▸ **What you are asked to do**
Work through the listing below, copying each line that carries the word "stack".
....
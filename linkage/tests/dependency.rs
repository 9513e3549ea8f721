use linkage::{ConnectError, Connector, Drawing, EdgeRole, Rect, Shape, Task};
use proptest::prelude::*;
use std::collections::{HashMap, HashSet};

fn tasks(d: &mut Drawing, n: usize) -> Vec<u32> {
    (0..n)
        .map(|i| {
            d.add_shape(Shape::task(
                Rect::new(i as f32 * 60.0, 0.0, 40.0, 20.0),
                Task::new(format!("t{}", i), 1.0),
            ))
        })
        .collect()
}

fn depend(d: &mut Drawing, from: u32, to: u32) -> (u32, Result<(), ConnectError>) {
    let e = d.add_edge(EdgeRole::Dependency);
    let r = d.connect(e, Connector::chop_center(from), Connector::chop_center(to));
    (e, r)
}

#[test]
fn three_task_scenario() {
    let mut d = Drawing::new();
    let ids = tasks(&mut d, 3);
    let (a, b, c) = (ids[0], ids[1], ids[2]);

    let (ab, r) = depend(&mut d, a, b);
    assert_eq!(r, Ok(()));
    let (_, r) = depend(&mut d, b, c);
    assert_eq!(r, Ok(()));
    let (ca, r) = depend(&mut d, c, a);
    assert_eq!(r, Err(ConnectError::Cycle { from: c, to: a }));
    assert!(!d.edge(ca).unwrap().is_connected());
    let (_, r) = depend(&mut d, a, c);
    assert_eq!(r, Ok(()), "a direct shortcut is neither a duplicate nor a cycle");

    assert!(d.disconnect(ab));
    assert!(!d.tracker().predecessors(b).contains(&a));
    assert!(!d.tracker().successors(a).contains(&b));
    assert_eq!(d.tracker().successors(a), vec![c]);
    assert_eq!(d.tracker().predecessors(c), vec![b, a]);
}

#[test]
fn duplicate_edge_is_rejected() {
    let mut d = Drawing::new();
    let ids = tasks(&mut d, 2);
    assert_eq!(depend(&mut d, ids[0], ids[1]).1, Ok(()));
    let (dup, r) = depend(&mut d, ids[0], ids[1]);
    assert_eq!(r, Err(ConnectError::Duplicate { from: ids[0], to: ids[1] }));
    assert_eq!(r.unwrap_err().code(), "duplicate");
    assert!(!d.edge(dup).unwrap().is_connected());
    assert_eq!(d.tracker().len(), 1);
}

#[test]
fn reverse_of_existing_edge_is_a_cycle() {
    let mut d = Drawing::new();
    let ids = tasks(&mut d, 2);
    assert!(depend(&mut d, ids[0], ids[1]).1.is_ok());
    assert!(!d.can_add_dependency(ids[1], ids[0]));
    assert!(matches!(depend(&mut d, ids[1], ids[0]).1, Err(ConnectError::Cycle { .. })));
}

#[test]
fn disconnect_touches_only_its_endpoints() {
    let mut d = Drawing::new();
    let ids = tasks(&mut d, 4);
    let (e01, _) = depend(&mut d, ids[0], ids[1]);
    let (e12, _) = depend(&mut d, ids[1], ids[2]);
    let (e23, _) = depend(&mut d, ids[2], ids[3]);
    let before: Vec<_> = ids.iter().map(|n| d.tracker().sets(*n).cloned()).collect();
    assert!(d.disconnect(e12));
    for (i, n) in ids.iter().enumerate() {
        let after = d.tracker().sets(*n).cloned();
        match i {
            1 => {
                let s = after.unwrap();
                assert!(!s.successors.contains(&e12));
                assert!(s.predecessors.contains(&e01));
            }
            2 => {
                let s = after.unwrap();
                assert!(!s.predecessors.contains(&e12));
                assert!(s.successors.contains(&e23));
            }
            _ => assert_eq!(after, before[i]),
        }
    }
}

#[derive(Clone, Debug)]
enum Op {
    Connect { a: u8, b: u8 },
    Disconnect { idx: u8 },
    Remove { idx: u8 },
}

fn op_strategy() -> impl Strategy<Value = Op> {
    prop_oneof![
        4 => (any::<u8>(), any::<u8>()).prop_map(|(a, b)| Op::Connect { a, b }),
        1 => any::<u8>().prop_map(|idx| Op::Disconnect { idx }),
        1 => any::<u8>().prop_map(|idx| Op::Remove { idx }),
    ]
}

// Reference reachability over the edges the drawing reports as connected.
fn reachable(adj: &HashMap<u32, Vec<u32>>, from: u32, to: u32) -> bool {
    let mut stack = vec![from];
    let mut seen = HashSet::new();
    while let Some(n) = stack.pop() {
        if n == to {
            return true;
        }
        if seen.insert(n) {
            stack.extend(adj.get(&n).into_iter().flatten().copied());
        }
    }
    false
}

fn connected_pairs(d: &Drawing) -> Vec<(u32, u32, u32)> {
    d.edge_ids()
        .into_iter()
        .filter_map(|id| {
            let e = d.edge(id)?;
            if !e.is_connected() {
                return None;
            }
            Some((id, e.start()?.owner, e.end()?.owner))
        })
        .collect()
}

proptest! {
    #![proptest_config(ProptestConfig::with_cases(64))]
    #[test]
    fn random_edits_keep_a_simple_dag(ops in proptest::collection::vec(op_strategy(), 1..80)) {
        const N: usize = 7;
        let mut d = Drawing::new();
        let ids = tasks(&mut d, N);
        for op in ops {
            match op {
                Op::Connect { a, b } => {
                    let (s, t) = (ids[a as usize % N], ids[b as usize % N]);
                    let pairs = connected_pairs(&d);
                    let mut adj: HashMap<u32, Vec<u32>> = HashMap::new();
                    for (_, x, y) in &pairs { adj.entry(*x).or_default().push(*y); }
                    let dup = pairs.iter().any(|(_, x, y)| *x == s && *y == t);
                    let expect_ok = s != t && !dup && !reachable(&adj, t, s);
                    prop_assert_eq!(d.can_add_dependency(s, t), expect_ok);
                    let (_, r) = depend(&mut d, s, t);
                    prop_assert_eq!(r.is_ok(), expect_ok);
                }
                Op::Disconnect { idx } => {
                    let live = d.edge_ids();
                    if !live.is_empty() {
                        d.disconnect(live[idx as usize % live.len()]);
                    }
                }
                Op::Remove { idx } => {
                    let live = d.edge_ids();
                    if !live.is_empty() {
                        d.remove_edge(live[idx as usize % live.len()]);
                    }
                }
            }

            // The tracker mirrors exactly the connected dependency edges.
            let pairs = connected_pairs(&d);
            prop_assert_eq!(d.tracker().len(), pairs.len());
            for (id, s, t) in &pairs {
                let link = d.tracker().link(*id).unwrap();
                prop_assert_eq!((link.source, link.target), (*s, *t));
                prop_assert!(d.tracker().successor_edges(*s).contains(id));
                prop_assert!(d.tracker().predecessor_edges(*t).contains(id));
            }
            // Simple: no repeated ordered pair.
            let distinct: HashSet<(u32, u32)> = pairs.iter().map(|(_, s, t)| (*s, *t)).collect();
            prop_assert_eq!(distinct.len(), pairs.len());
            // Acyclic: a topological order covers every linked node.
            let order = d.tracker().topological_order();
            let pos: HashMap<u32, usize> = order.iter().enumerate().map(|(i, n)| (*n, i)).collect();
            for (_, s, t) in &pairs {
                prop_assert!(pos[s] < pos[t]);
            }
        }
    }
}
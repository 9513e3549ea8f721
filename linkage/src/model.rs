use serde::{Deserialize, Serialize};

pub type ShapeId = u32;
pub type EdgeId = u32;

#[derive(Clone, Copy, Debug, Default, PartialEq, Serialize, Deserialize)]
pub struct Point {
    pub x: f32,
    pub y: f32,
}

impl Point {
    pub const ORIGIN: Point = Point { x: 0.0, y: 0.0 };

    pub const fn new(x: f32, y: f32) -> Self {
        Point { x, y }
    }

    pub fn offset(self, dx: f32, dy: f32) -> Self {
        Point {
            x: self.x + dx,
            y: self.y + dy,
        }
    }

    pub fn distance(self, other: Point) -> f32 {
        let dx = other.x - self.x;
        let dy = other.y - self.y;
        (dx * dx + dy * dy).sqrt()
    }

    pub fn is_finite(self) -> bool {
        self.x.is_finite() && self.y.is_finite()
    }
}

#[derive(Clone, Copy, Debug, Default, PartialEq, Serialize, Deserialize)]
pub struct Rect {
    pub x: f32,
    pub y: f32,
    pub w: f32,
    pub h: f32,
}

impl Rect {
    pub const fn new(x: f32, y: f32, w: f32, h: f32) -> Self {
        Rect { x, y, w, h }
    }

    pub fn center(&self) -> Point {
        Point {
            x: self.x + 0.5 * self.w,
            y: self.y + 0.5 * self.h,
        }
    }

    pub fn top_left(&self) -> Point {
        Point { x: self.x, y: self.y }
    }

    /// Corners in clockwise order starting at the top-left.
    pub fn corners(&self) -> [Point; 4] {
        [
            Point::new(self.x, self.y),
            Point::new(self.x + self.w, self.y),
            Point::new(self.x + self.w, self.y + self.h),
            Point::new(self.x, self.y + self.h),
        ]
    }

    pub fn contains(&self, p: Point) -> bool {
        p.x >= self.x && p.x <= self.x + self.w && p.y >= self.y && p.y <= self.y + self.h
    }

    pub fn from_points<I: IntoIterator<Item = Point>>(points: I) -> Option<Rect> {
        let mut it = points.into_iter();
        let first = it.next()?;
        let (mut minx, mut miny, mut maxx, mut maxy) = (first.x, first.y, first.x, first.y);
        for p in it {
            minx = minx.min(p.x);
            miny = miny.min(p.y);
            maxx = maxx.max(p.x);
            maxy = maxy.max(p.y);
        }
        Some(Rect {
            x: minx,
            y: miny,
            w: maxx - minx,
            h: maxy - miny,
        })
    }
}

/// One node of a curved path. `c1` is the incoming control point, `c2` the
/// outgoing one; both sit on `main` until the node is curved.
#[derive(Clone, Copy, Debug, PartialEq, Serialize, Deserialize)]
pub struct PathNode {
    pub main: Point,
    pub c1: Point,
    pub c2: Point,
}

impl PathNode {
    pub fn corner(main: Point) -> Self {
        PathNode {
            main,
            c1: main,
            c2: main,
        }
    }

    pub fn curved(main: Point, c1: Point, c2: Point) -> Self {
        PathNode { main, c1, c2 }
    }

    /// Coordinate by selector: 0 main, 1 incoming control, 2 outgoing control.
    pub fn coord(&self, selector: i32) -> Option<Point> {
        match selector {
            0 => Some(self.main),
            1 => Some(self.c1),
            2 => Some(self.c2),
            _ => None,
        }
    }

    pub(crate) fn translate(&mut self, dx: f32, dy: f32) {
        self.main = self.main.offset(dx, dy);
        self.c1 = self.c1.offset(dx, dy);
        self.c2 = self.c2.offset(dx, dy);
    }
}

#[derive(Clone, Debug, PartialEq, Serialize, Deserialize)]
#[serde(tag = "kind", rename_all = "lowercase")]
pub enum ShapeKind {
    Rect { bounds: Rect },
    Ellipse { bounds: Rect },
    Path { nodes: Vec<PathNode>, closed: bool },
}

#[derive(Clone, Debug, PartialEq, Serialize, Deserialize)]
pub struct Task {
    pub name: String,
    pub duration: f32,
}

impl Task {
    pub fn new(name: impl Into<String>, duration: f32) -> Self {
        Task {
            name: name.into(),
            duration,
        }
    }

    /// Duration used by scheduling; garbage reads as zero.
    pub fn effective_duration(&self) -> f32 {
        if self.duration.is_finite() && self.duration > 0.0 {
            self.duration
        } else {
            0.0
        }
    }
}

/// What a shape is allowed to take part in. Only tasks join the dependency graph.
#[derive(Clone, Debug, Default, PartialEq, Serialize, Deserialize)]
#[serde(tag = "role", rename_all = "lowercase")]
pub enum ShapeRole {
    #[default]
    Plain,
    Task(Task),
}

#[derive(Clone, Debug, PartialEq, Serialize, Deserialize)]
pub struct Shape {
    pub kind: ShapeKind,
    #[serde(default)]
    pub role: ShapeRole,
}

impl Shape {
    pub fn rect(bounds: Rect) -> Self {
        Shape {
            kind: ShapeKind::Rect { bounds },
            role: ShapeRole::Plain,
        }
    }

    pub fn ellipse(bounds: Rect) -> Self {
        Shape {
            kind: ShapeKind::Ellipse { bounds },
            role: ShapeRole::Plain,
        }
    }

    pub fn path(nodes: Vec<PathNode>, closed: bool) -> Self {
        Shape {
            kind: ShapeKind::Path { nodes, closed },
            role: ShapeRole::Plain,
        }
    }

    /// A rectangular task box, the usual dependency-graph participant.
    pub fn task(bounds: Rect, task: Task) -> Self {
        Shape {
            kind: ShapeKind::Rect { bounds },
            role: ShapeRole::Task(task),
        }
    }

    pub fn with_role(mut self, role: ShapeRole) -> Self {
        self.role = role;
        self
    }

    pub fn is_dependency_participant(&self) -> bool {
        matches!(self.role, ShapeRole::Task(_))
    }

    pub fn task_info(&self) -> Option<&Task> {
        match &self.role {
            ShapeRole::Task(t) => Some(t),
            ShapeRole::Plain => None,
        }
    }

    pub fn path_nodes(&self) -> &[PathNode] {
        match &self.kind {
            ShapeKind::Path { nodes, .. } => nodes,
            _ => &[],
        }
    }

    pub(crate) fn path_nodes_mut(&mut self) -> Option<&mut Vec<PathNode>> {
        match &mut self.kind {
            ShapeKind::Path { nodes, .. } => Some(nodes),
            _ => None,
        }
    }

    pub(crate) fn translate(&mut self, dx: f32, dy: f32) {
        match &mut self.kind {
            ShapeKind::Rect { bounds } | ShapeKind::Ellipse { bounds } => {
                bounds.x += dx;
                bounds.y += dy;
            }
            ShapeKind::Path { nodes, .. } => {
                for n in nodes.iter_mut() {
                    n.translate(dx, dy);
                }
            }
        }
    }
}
....
▸ **Solution for this task**
    let mut stack = vec![from];
    while let Some(n) = stack.pop() {
            stack.extend(adj.get(&n).into_iter().flatten().copied());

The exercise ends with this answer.